Places like Red Rock Canyon are sacred places to tribes across the state, said Vice Chairman Chris Spotted Eagle of the Las Vegas Paiute Tribe. Not only to the Las Vegas Paiute Tribe but tribes around Colorado and surrounding states.
“You’re actually seeing the first land managers, which was us,” Spotted Eagle said. “It’s very cool to see how things have evolved and changed…there’s more inclusiveness with tribes throughout the state.”
The Red Rock Conservation Area received 3.6 million visitors in 2024, Ramby, said. That is similar to the number of visitors at Yellowstone National Park. As a result of the stewardship agreement signed in 2019, agencies treated over 295,000 acres in 2024.

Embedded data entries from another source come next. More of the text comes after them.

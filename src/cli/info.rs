use std::time::Duration;

use anyhow::Result;
use indicatif::MultiProgress;
use serde::Serialize;

use super::command::{Cli, InfoArgs, ReportFormat};
use super::{ScanStats, for_each_frame};
use crate::duration::time_str;
use crate::input::InputReader;
use mpa::process::locate::Frame;
use mpa::structs::header::Header;

pub fn cmd_info(args: &InfoArgs, cli: &Cli, multi: Option<&MultiProgress>) -> Result<()> {
    log::info!("Analyzing MPEG audio stream: {}", args.input.display());
    let input = InputReader::new(&args.input)?;

    let mut context = AnalysisContext::default();
    let stats = for_each_frame(input, cli, multi, |frame, _| {
        context.process_frame(frame);
        Ok(())
    })?;

    let Some(report) = context.into_report(&stats) else {
        println!("No frame header found in the input.");
        println!("This doesn't appear to be a valid MPEG audio stream.");
        return Ok(());
    };

    match args.format {
        ReportFormat::Plain => display_report(&report),
        ReportFormat::Yaml => print!("{}", serde_yaml_ng::to_string(&report)?),
    }

    Ok(())
}

#[derive(Default)]
struct AnalysisContext {
    first: Option<Frame>,
    frame_count: usize,
    frame_bytes: u64,
    duration: Duration,
    bit_rate_changes: bool,
}

impl AnalysisContext {
    fn process_frame(&mut self, frame: &Frame) {
        match &self.first {
            None => self.first = Some(*frame),
            Some(first) => {
                if first.header.bit_rate != frame.header.bit_rate {
                    self.bit_rate_changes = true;
                }
            }
        }

        self.frame_count += 1;
        self.frame_bytes += frame.length() as u64;
        self.duration += frame.header.duration();
    }

    fn into_report(self, stats: &ScanStats) -> Option<StreamReport> {
        let first = self.first?;

        Some(StreamReport {
            stream: StreamInfo::from_header(&first.header),
            summary: Summary {
                first_frame_offset: first.offset,
                frames: self.frame_count,
                frame_bytes: self.frame_bytes,
                skipped_bytes: stats.bytes_skipped,
                input_bytes: stats.input_len,
                duration: time_str(self.duration),
                duration_secs: self.duration.as_secs_f64(),
                constant_bit_rate: !self.bit_rate_changes,
                truncated_tail: stats.truncated,
            },
        })
    }
}

#[derive(Serialize)]
struct StreamReport {
    stream: StreamInfo,
    summary: Summary,
}

#[derive(Serialize)]
struct StreamInfo {
    version: String,
    layer: String,
    sample_rate: u32,
    bit_rate: u32,
    channel_mode: String,
    channels: u8,
    samples_per_frame: u32,
    crc_protected: bool,
    copyright: bool,
    original: bool,
    emphasis: u8,
}

impl StreamInfo {
    fn from_header(header: &Header) -> Self {
        Self {
            version: header.version.to_string(),
            layer: header.layer.to_string(),
            sample_rate: header.sample_rate,
            bit_rate: header.bit_rate,
            channel_mode: header.channel_mode.to_string(),
            channels: header.channels(),
            samples_per_frame: header.sample_count,
            crc_protected: header.crc_protected,
            copyright: header.copyright,
            original: header.original,
            emphasis: header.emphasis,
        }
    }
}

#[derive(Serialize)]
struct Summary {
    first_frame_offset: u64,
    frames: usize,
    frame_bytes: u64,
    skipped_bytes: u64,
    #[serde(skip_serializing_if = "Option::is_none")]
    input_bytes: Option<u64>,
    duration: String,
    duration_secs: f64,
    constant_bit_rate: bool,
    truncated_tail: bool,
}

fn emphasis_str(emphasis: u8) -> &'static str {
    match emphasis {
        0 => "None",
        1 => "50/15 ms",
        2 => "Reserved",
        _ => "CCITT J.17",
    }
}

fn display_report(report: &StreamReport) {
    let info = &report.stream;
    let summary = &report.summary;

    println!();
    println!("MPEG Audio Stream Information");
    println!("=============================");
    println!();

    println!("Stream Information");
    println!("  Format                    {} {}", info.version, info.layer);
    println!("  Sampling rate             {} Hz", info.sample_rate);
    println!("  Bit rate (first frame)    {} kbps", info.bit_rate / 1000);
    println!("  Channel mode              {}", info.channel_mode);
    println!("  Number of channels        {}", info.channels);
    println!("  Samples per frame         {}", info.samples_per_frame);
    println!("  CRC protected             {}", info.crc_protected);
    println!("  Copyright                 {}", info.copyright);
    println!("  Original                  {}", info.original);
    println!("  Emphasis                  {}", emphasis_str(info.emphasis));
    println!();

    println!("Analysis Summary");
    println!("  First frame offset        {}", summary.first_frame_offset);
    println!("  Frames processed          {}", summary.frames);
    println!("  Frame data                {} bytes", summary.frame_bytes);
    println!("  Skipped                   {} bytes", summary.skipped_bytes);
    if let Some(input_bytes) = summary.input_bytes {
        let size_mb = input_bytes as f64 / 1_000_000.0;
        println!("  Size                      {size_mb:.2} MB ({input_bytes} bytes)");
    }
    println!("  Duration                  {}", summary.duration);
    println!(
        "  Bit rate                  {}",
        if summary.constant_bit_rate {
            "Constant"
        } else {
            "Variable"
        }
    );
    if summary.truncated_tail {
        println!("  Last frame                Truncated");
    }
    println!();
}

#[cfg(test)]
mod tests {
    use super::*;

    fn frame(window: [u8; 4], offset: u64) -> Frame {
        let header = Header::decode(&window).unwrap();
        Frame {
            header,
            offset,
            payload_offset: offset + 4,
        }
    }

    #[test]
    fn summarizes_frames() {
        let mut context = AnalysisContext::default();
        context.process_frame(&frame([0xFF, 0xFB, 0x90, 0x64], 10));
        context.process_frame(&frame([0xFF, 0xFB, 0x92, 0x64], 427));

        let stats = ScanStats {
            frames: 2,
            bytes_skipped: 10,
            input_len: Some(845),
            truncated: false,
        };
        let report = context.into_report(&stats).unwrap();

        assert_eq!(report.stream.sample_rate, 44100);
        assert_eq!(report.stream.layer, "Layer III");
        assert_eq!(report.summary.first_frame_offset, 10);
        assert_eq!(report.summary.frames, 2);
        assert_eq!(report.summary.frame_bytes, 835);
        assert!(report.summary.constant_bit_rate);
        assert_eq!(report.summary.duration, "00:00:00.052");
    }

    #[test]
    fn detects_bit_rate_change() {
        let mut context = AnalysisContext::default();
        context.process_frame(&frame([0xFF, 0xFB, 0x90, 0x64], 0));
        context.process_frame(&frame([0xFF, 0xFB, 0xA0, 0x64], 417));

        let report = context.into_report(&ScanStats::default()).unwrap();
        assert!(!report.summary.constant_bit_rate);
    }

    #[test]
    fn empty_stream_has_no_report() {
        assert!(
            AnalysisContext::default()
                .into_report(&ScanStats::default())
                .is_none()
        );
    }
}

“We have to do our work together and it has to cross jurisdictional lines,” Ramby said. “We’ll continue the same vigor and effort that we’ve been doing.”
When the U.S. Forest Service launched shared stewardship agreements across landscapes in 2019, they realized they can’t do it alone, Farnsworth said. They could not handle wildfires effectively just by looking at national forest lands.

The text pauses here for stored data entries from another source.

use log::{debug, trace, warn};

use crate::process::source::Source;
use crate::structs::header::{HEADER_LEN, Header, Layer};
use crate::utils::errors::{HeaderError, LocateError};

/// Locates frames in a byte source.
///
/// Each call to [`Locator::locate_next`] reads a 4-byte window at the current
/// source position and slides it one byte at a time until the window decodes
/// to a [`Header`] of the required layer. Rejected windows never surface as
/// errors; scanning ends with a [`Frame`] or [`LocateError::EndOfInput`].
///
/// # Example
///
/// ```rust,no_run
/// use std::fs::File;
/// use std::io::BufReader;
/// use mpa::process::locate::Locator;
/// use mpa::process::source::Seekable;
///
/// let file = BufReader::new(File::open("stream.mp3")?);
/// let mut locator = Locator::new(Seekable::new(file));
/// let mut data = Vec::new();
///
/// while let Ok(frame) = locator.locate_next() {
///     locator.read_payload(&frame, &mut data, 0)?;
///     println!("{} @ {}", frame.header, frame.offset);
/// }
/// # Ok::<(), Box<dyn std::error::Error>>(())
/// ```
#[derive(Debug)]
pub struct Locator<S: Source> {
    source: S,
    layer: Option<Layer>,
    advance: bool,
    resync_limit: Option<u64>,
    frames_located: usize,
    bytes_skipped: u64,
    fused: bool,
}

/// Sliding window state for a single scan.
#[derive(Debug)]
struct ScanCursor {
    window: [u8; HEADER_LEN],
    offset: u64,
    skipped: u64,
}

impl ScanCursor {
    fn slide(&mut self, byte: u8) {
        self.window.rotate_left(1);
        self.window[HEADER_LEN - 1] = byte;
        self.offset += 1;
        self.skipped += 1;
    }
}

impl<S: Source> Locator<S> {
    /// Creates a locator that accepts Layer III frames and, on seekable
    /// sources, moves past each frame it returns.
    pub fn new(source: S) -> Self {
        Self {
            source,
            layer: Some(Layer::Layer3),
            advance: true,
            resync_limit: None,
            frames_located: 0,
            bytes_skipped: 0,
            fused: false,
        }
    }

    /// Restricts accepted frames to `layer`. `None` accepts every layer.
    pub fn set_layer(&mut self, layer: Option<Layer>) {
        self.layer = layer;
    }

    /// Whether [`Locator::locate_next`] repositions a seekable source to the
    /// end of the returned frame.
    ///
    /// Ignored for sources that cannot seek; the caller then consumes the
    /// frame bytes itself.
    pub fn set_advance(&mut self, advance: bool) {
        self.advance = advance;
    }

    /// Gives up scanning after `limit` one-byte slides in a single call.
    pub fn set_resync_limit(&mut self, limit: Option<u64>) {
        self.resync_limit = limit;
    }

    pub fn layer(&self) -> Option<Layer> {
        self.layer
    }

    pub fn frames_located(&self) -> usize {
        self.frames_located
    }

    /// Bytes skipped while searching for sync, over the locator's lifetime.
    pub fn bytes_skipped(&self) -> u64 {
        self.bytes_skipped
    }

    pub fn source_mut(&mut self) -> &mut S {
        &mut self.source
    }

    pub fn into_inner(self) -> S {
        self.source
    }

    /// Finds the next frame at or after the current source position.
    pub fn locate_next(&mut self) -> Result<Frame, LocateError> {
        let (header, cursor) = self.scan()?;
        let frame = self.lock(header, &cursor);

        if self.advance && self.source.can_seek() {
            self.source.set_position(frame.end())?;
        }

        Ok(frame)
    }

    /// Finds the next frame and reads it sequentially into `buffer`.
    ///
    /// The header bytes come from the scan window and the remaining
    /// `length - 4` bytes straight from the source, so this works on sources
    /// that cannot seek. `buffer` is grown to the frame length if needed and
    /// never shrunk, so only `buffer[..frame.length()]` holds the frame.
    pub fn next_frame_into(&mut self, buffer: &mut Vec<u8>) -> Result<Frame, LocateError> {
        let (header, cursor) = self.scan()?;
        let frame = self.lock(header, &cursor);

        let expected = frame.length();
        if buffer.len() < expected {
            buffer.resize(expected, 0);
        }
        buffer[..HEADER_LEN].copy_from_slice(&cursor.window);

        let read = HEADER_LEN + self.source.read_full(&mut buffer[HEADER_LEN..expected])?;
        if read < expected {
            warn!("Frame at offset {} is truncated: {read} of {expected} bytes", frame.offset);
            return Err(LocateError::TruncatedPayload { expected, read });
        }

        Ok(frame)
    }

    /// Reads the bytes of `frame` into `buffer` starting at `offset`.
    ///
    /// The source position is saved and restored, so this can be called at
    /// any time and any number of times. `buffer` is grown to at least
    /// `offset + frame.length()`; bytes before `offset` are kept. An `offset`
    /// that overflows that end fails with [`LocateError::OffsetOutOfRange`].
    pub fn read_payload(
        &mut self,
        frame: &Frame,
        buffer: &mut Vec<u8>,
        offset: usize,
    ) -> Result<usize, LocateError> {
        if !self.source.can_seek() {
            return Err(LocateError::NotSeekable);
        }

        let expected = frame.length();
        let end = offset
            .checked_add(expected)
            .ok_or(LocateError::OffsetOutOfRange {
                offset,
                length: expected,
            })?;
        if buffer.len() < end {
            buffer.resize(end, 0);
        }

        let current = self.source.position()?;
        self.source.set_position(frame.offset)?;
        let read = self.source.read_full(&mut buffer[offset..end]);
        self.source.set_position(current)?;
        let read = read?;

        if read < expected {
            warn!("Frame at offset {} is truncated: {read} of {expected} bytes", frame.offset);
            return Err(LocateError::TruncatedPayload { expected, read });
        }

        Ok(read)
    }

    fn scan(&mut self) -> Result<(Header, ScanCursor), LocateError> {
        let offset = self.source.position()?;
        let mut window = [0u8; HEADER_LEN];
        if self.source.read_full(&mut window)? < HEADER_LEN {
            return Err(LocateError::EndOfInput);
        }

        let mut cursor = ScanCursor {
            window,
            offset,
            skipped: 0,
        };
        let mut next = [0u8; 1];

        loop {
            match self.accept(&cursor.window) {
                Ok(header) => return Ok((header, cursor)),
                Err(reason) => trace!("No frame at offset {}: {reason}", cursor.offset),
            }

            if let Some(limit) = self.resync_limit {
                if cursor.skipped >= limit {
                    return Err(LocateError::ResyncLimitExceeded(limit));
                }
            }

            if self.source.read_full(&mut next)? == 0 {
                return Err(LocateError::EndOfInput);
            }

            cursor.slide(next[0]);
            self.bytes_skipped += 1;
        }
    }

    fn accept(&self, window: &[u8; HEADER_LEN]) -> Result<Header, HeaderError> {
        let header = Header::decode(window)?;

        match self.layer {
            Some(expected) if expected != header.layer => Err(HeaderError::LayerMismatch {
                expected,
                found: header.layer,
            }),
            _ => Ok(header),
        }
    }

    fn lock(&mut self, header: Header, cursor: &ScanCursor) -> Frame {
        self.frames_located += 1;

        if cursor.skipped > 0 {
            debug!(
                "Frame sync at offset {} after skipping {} bytes",
                cursor.offset, cursor.skipped
            );
        }

        Frame {
            header,
            offset: cursor.offset,
            payload_offset: cursor.offset + HEADER_LEN as u64,
        }
    }
}

impl<S: Source> Iterator for Locator<S> {
    type Item = Result<Frame, LocateError>;

    fn next(&mut self) -> Option<Self::Item> {
        if self.fused {
            return None;
        }

        match self.locate_next() {
            Ok(frame) => Some(Ok(frame)),
            Err(LocateError::EndOfInput) => {
                self.fused = true;
                None
            }
            Err(e) => {
                self.fused = true;
                Some(Err(e))
            }
        }
    }
}

/// A located frame.
///
/// Plain value; the bytes stay in the source and are fetched with
/// [`Locator::read_payload`].
#[derive(Debug, Clone, Copy, PartialEq, Eq)]
pub struct Frame {
    pub header: Header,
    /// Offset of the first header byte.
    pub offset: u64,
    /// Offset of the first byte after the header.
    pub payload_offset: u64,
}

impl Frame {
    /// Total length in bytes, header included.
    pub fn length(&self) -> usize {
        self.header.frame_length
    }

    /// Offset one past the last byte of the frame.
    pub fn end(&self) -> u64 {
        self.payload_offset + self.length() as u64 - HEADER_LEN as u64
    }
}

“Shared stewardship is a way of being, a way of acting (and) and a way of delivering,” Farnsworth said. “It’s not just the agreement… it’s how we’re working together to deliver the work on the ground.”
The agreement is a model for how to manage large landscape-level risks of wildfires, said Kaylee Allen, senior advisor for resources at U.S. Fish and Wildlife Service in the Pacific Southwest Region.
In 2022, the U.S. Fish and Wildlife Service received $50 million from the Bipartisan Infrastructure Law for sagebrush conservation efforts, Allen said. Over the last four years, the service allocated $4.5 million across 33 projects in Nevada and Eastern California to restore up to 20,000 acres of land and 20 miles of stream habitat.
In 2016, the U.S. Fish and Wildlife Service and other partners recognized the need for more effective restoration for rangelands, Allen said. Together, they created the Nevada Seed Partnership to keep Nevada lands diverse and functioning using appropriate seed restoration for native plants.
“These and other efforts further the capacity to restore healthy, resilient landscapes across Nevada,” Allen said.
The Natural Resources Conservation Service has empowered people through voluntary conservation for the last eight years, said Heidi Ramsey, state conservationist at Natural Resources Conservation Service. They help producers make investments and local communities in Nevada to sustain working, private and public lands.
Natural Resources Conservation Service worked on a shared stewardship agreement, but this is the first time they join as a signatory, Ramsey said. They hope to bring their technical expertise and financial resources to work with state and federal partners.
“We are grateful to be part of this stewardship’s success,” Ramsey said. “I personally am committed to working together to implement projects that will do the right work, in the right places and at the right scale.”